The film declared with a wink that “any resemblance between Hynkel the Dictator and the Jewish barber is purely coincidental”: the likeness of Adolf Hitler and the Little Tramp was obvious (some commentators at the time speculated that Hitler had copied Chaplin’s facial hair). There were more similarities between the two men beyond the toothbrush mustache. They were the same age, born within days of each other. They both grew up in poverty and, although Hitler was ten centimetres taller, both were perceived as little men. Perhaps resenting this similarity, and despite the fact that Chaplin was not actually Jewish, the Nazi regime had long targeted him as “a disgusting Jewish acrobat”, banning all his films from “The Gold Rush” (1925) onwards and featuring him in anti-Semitic propaganda.

“The Great Dictator” was wildly popular upon its release, becoming the second-highest-grossing movie at the American box office in 1940. The British government embraced it as a work of propaganda. Yet when Chaplin had started to make his film criticism of the Hitler regime was far from universal. When the project was announced Britain was not yet at war with Germany and said that it would ban any screenings as part of its policy of appeasement. The United States was maintaining neutrality and the Hays Code, which governed Hollywood productions, forbade the criticism of foreign leaders. In 1935 the Marx Brothers had been forced to drop the line “you can’t Mussolini all of us” from “Night at the Opera”. Almost a year before Chaplin’s film came out, the Three Stooges released “You Nazty Spy!”, which slipped past the censors because it was a short. But Chaplin was internationally famous, and his film was a major political statement.

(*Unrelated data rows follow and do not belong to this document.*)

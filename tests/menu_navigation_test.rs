//! Menu and navigation integration tests
//! Run with: cargo test --test menu_navigation_test

mod common;

use std::sync::atomic::{AtomicUsize, Ordering};
use std::sync::Arc;
use std::time::Instant;

use async_trait::async_trait;

use common::{Harness, RecordingBot, GROUP, MEMBER};
use wabot_plugins::application::context::CommandContext;
use wabot_plugins::application::errors::CommandError;
use wabot_plugins::application::menu::{build_menu, MenuHeader};
use wabot_plugins::application::messaging::{HandlerTable, InteractionRouter, RouteOutcome};
use wabot_plugins::domain::entities::{
    Attachment, Command, CommandDescriptor, CommandHandler, CommandRegistry, Message,
};
use wabot_plugins::domain::traits::Bot;
use wabot_plugins::infrastructure::config::Config;
use wabot_plugins::plugins::{ClockPlugin, MenuPlugin, MenuSettings, Plugin, PluginManager};

struct Counting(Arc<AtomicUsize>);

#[async_trait]
impl CommandHandler for Counting {
    async fn handle(&self, _ctx: CommandContext) -> Result<(), CommandError> {
        self.0.fetch_add(1, Ordering::SeqCst);
        Ok(())
    }
}

struct Failing;

#[async_trait]
impl CommandHandler for Failing {
    async fn handle(&self, _ctx: CommandContext) -> Result<(), CommandError> {
        Err(CommandError::ExecutionFailed("boom".into()))
    }
}

struct Panicking;

#[async_trait]
impl CommandHandler for Panicking {
    async fn handle(&self, _ctx: CommandContext) -> Result<(), CommandError> {
        panic!("handler bug");
    }
}

/// Plugin with one named and one blank category
struct Quotes;

impl Plugin for Quotes {
    fn name(&self) -> &str {
        "quotes"
    }

    fn description(&self) -> &str {
        "Quote commands"
    }

    fn commands(&self, _registered: &CommandRegistry) -> Vec<Command> {
        let calls = Arc::new(AtomicUsize::new(0));
        vec![
            Command::new(
                CommandDescriptor::new("quote").with_category("Quotes Menu"),
                Counting(calls.clone()),
            ),
            Command::new(CommandDescriptor::new("blank").with_category("   "), Counting(calls)),
        ]
    }
}

fn header() -> MenuHeader {
    MenuHeader {
        brand: "Mercedes".into(),
        user: "254700000001".into(),
        runtime: "0h 0m 1s".into(),
        mode: "public".into(),
        prefix: ".".into(),
        owner: "Marisel".into(),
        plugins: 3,
        developer: "Marisel".into(),
        version: "0.1.0".into(),
    }
}

fn router(registry: CommandRegistry) -> InteractionRouter {
    InteractionRouter::new(Arc::new(HandlerTable::new(Arc::new(registry))), ".")
}

#[tokio::test]
async fn typed_menu_command_sends_image_navigation_and_mention() {
    let h = Harness::new(RecordingBot::new(false));
    h.text(GROUP, ".meu").await;

    let sent = h.bot.sent();
    assert_eq!(sent.len(), 1);
    let (chat, menu) = &sent[0];
    assert_eq!(chat, GROUP);
    assert!(matches!(menu.attachment, Some(Attachment::Image { .. })));
    assert_eq!(menu.mentions, vec![MEMBER.to_string()]);
    assert!(menu.quoted.is_some());
    assert!(menu.text.contains("│ .time\n"));

    let nav = menu.navigation.as_ref().unwrap();
    assert_eq!(nav.title, "MERCEDES MENU");
    let ids: Vec<&str> = nav.rows().map(|r| r.row_id.as_str()).collect();
    assert_eq!(ids, vec![".menu-menu", ".moderation-menu", ".utility-menu"]);

    let reactions = h.bot.reactions.lock().unwrap().clone();
    assert_eq!(reactions.len(), 1);
    assert_eq!(reactions[0].1, "👌");
}

#[tokio::test]
async fn menu_alias_reaches_the_same_handler() {
    let h = Harness::new(RecordingBot::new(false));
    h.text(GROUP, ".ALLMEU").await;
    assert!(h.bot.last().navigation.is_some());
}

#[tokio::test]
async fn category_selection_opens_sub_menu() {
    let h = Harness::new(RecordingBot::new(false));
    h.select(GROUP, ".utility-menu").await;

    let sub = h.bot.last();
    assert!(sub.text.contains("• .gmt\n• .mytime\n• .time\n"));
    assert!(sub.text.ends_with("*Total Commands*: 3"));

    let nav = sub.navigation.unwrap();
    assert_eq!(nav.footer, "MERCEDES BOT");
    let rows: Vec<_> = nav.rows().collect();
    assert_eq!(rows.len(), 4);
    assert_eq!(rows[0].row_id, ".gmt");
    assert_eq!(rows[3].title, "🔙 Back to Main Menu");
    assert_eq!(rows[3].row_id, ".meu");
}

#[tokio::test]
async fn command_selection_runs_command_by_alias() {
    let h = Harness::new(RecordingBot::new(false));
    h.select(GROUP, ".worldtime").await;
    assert!(h.bot.last().text.starts_with("🕒 *Current World Times*"));

    h.select(GROUP, ".meu").await;
    assert!(h.bot.last().navigation.is_some());
}

#[tokio::test]
async fn empty_category_reports_not_found() {
    let h = Harness::new(RecordingBot::new(false));
    h.select(GROUP, ".sticker-menu").await;
    assert_eq!(h.bot.texts(), vec!["❌ ᴇʀʀᴏʀ: Category \"sticker\" not found.".to_string()]);
}

#[tokio::test]
async fn unknown_selection_is_ignored() {
    let h = Harness::new(RecordingBot::new(false));
    h.select(GROUP, ".nothing-menu").await;
    h.select(GROUP, "no-prefix").await;
    h.text(GROUP, ".nosuchcommand").await;
    assert!(h.bot.sent().is_empty());
}

#[tokio::test]
async fn category_selection_invokes_handler_exactly_once() {
    let calls = Arc::new(AtomicUsize::new(0));
    let mut registry = CommandRegistry::new();
    registry.register(Command::new(CommandDescriptor::new("sticker-menu"), Counting(calls.clone())));
    registry.register(Command::new(CommandDescriptor::new("sticker-menu"), Counting(calls.clone())));

    let bot: Arc<dyn Bot> = Arc::new(RecordingBot::new(false));
    let event = Message::from_selection(GROUP, ".sticker-menu");
    let outcome = router(registry).route(&event, ".sticker-menu", bot).await;

    assert_eq!(outcome, RouteOutcome::Routed { pattern: "sticker-menu".into() });
    assert_eq!(calls.load(Ordering::SeqCst), 1);
}

#[tokio::test]
async fn menu_ids_match_full_pattern_only() {
    let calls = Arc::new(AtomicUsize::new(0));
    let mut registry = CommandRegistry::new();
    registry.register(Command::new(
        CommandDescriptor::new("stickers").with_aliases(["sticker-menu"]),
        Counting(calls.clone()),
    ));

    let bot: Arc<dyn Bot> = Arc::new(RecordingBot::new(false));
    let event = Message::from_selection(GROUP, ".sticker-menu");
    let outcome = router(registry).route(&event, ".sticker-menu", bot).await;

    assert_eq!(outcome, RouteOutcome::Unhandled);
    assert_eq!(calls.load(Ordering::SeqCst), 0);
}

#[tokio::test]
async fn failing_and_panicking_handlers_are_contained() {
    let mut registry = CommandRegistry::new();
    registry.register(Command::new(CommandDescriptor::new("broken"), Failing));
    registry.register(Command::new(CommandDescriptor::new("crash"), Panicking));
    let router = router(registry);
    let bot: Arc<dyn Bot> = Arc::new(RecordingBot::new(false));

    let event = Message::from_selection(GROUP, ".broken");
    let outcome = router.route(&event, ".broken", bot.clone()).await;
    assert_eq!(outcome, RouteOutcome::Routed { pattern: "broken".into() });

    let event = Message::from_selection(GROUP, ".crash");
    let outcome = router.route(&event, ".crash", bot).await;
    assert_eq!(outcome, RouteOutcome::Routed { pattern: "crash".into() });
}

#[test]
fn menu_rendering_is_deterministic() {
    let descriptors = vec![
        CommandDescriptor::new("time").with_category("Utility Menu"),
        CommandDescriptor::new("sticker").with_category("sticker"),
        CommandDescriptor::new("gmt").with_category("UTILITY"),
    ];
    let first = build_menu(&descriptors, ".", &header());
    let second = build_menu(descriptors.iter().rev(), ".", &header());
    assert_eq!(first, second);

    for row in first.navigation.rows() {
        assert!(row.row_id.starts_with('.'));
        assert!(row.row_id.ends_with("-menu"));
    }
    assert_eq!(first.navigation.sections.len(), 1);
}

#[test]
fn empty_registry_renders_header_only() {
    let menu = build_menu(&Vec::<CommandDescriptor>::new(), ".", &header());
    assert!(menu.navigation.sections.is_empty());
    assert!(menu.text.ends_with("*┗──────────────⊷*"));
}

#[test]
fn every_menu_row_resolves_to_a_handler() {
    let mut manager = PluginManager::new();
    manager.register(ClockPlugin::new(".")).unwrap();
    manager.register(Quotes).unwrap();
    manager
        .register(MenuPlugin::new(MenuSettings::from_config(&Config::default()), Instant::now()))
        .unwrap();
    let registry = manager.build_registry();

    let menu = build_menu(registry.descriptors(), ".", &header());
    let router = router(registry);

    let ids: Vec<&str> = menu.navigation.rows().map(|r| r.row_id.as_str()).collect();
    assert!(ids.contains(&".quotes-menu"));
    assert!(!ids.contains(&".-menu"));
    for id in ids {
        assert!(router.resolve(id).is_some(), "row {} has no handler", id);
    }
}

Its message is starkest in a scene towards the end. Mistaken for the dictator, the barber has been thrust on stage to deliver a speech to his massed troops. Staring into the camera, Chaplin seems to break character—his voice no longer meek and mousy—to speak directly to the audience, exhorting them to “fight to free the world, to do away with national barriers, to do away with greed, with hate and intolerance.” In 1964, he would write in his autobiography: “Had I known of the actual horrors of the German concentration camps, I could not have made ‘The Great Dictator’, I could not have made fun of the homicidal insanity of the Nazis.” Yet watching the film today is to see satire realise its own limits, and transcend them.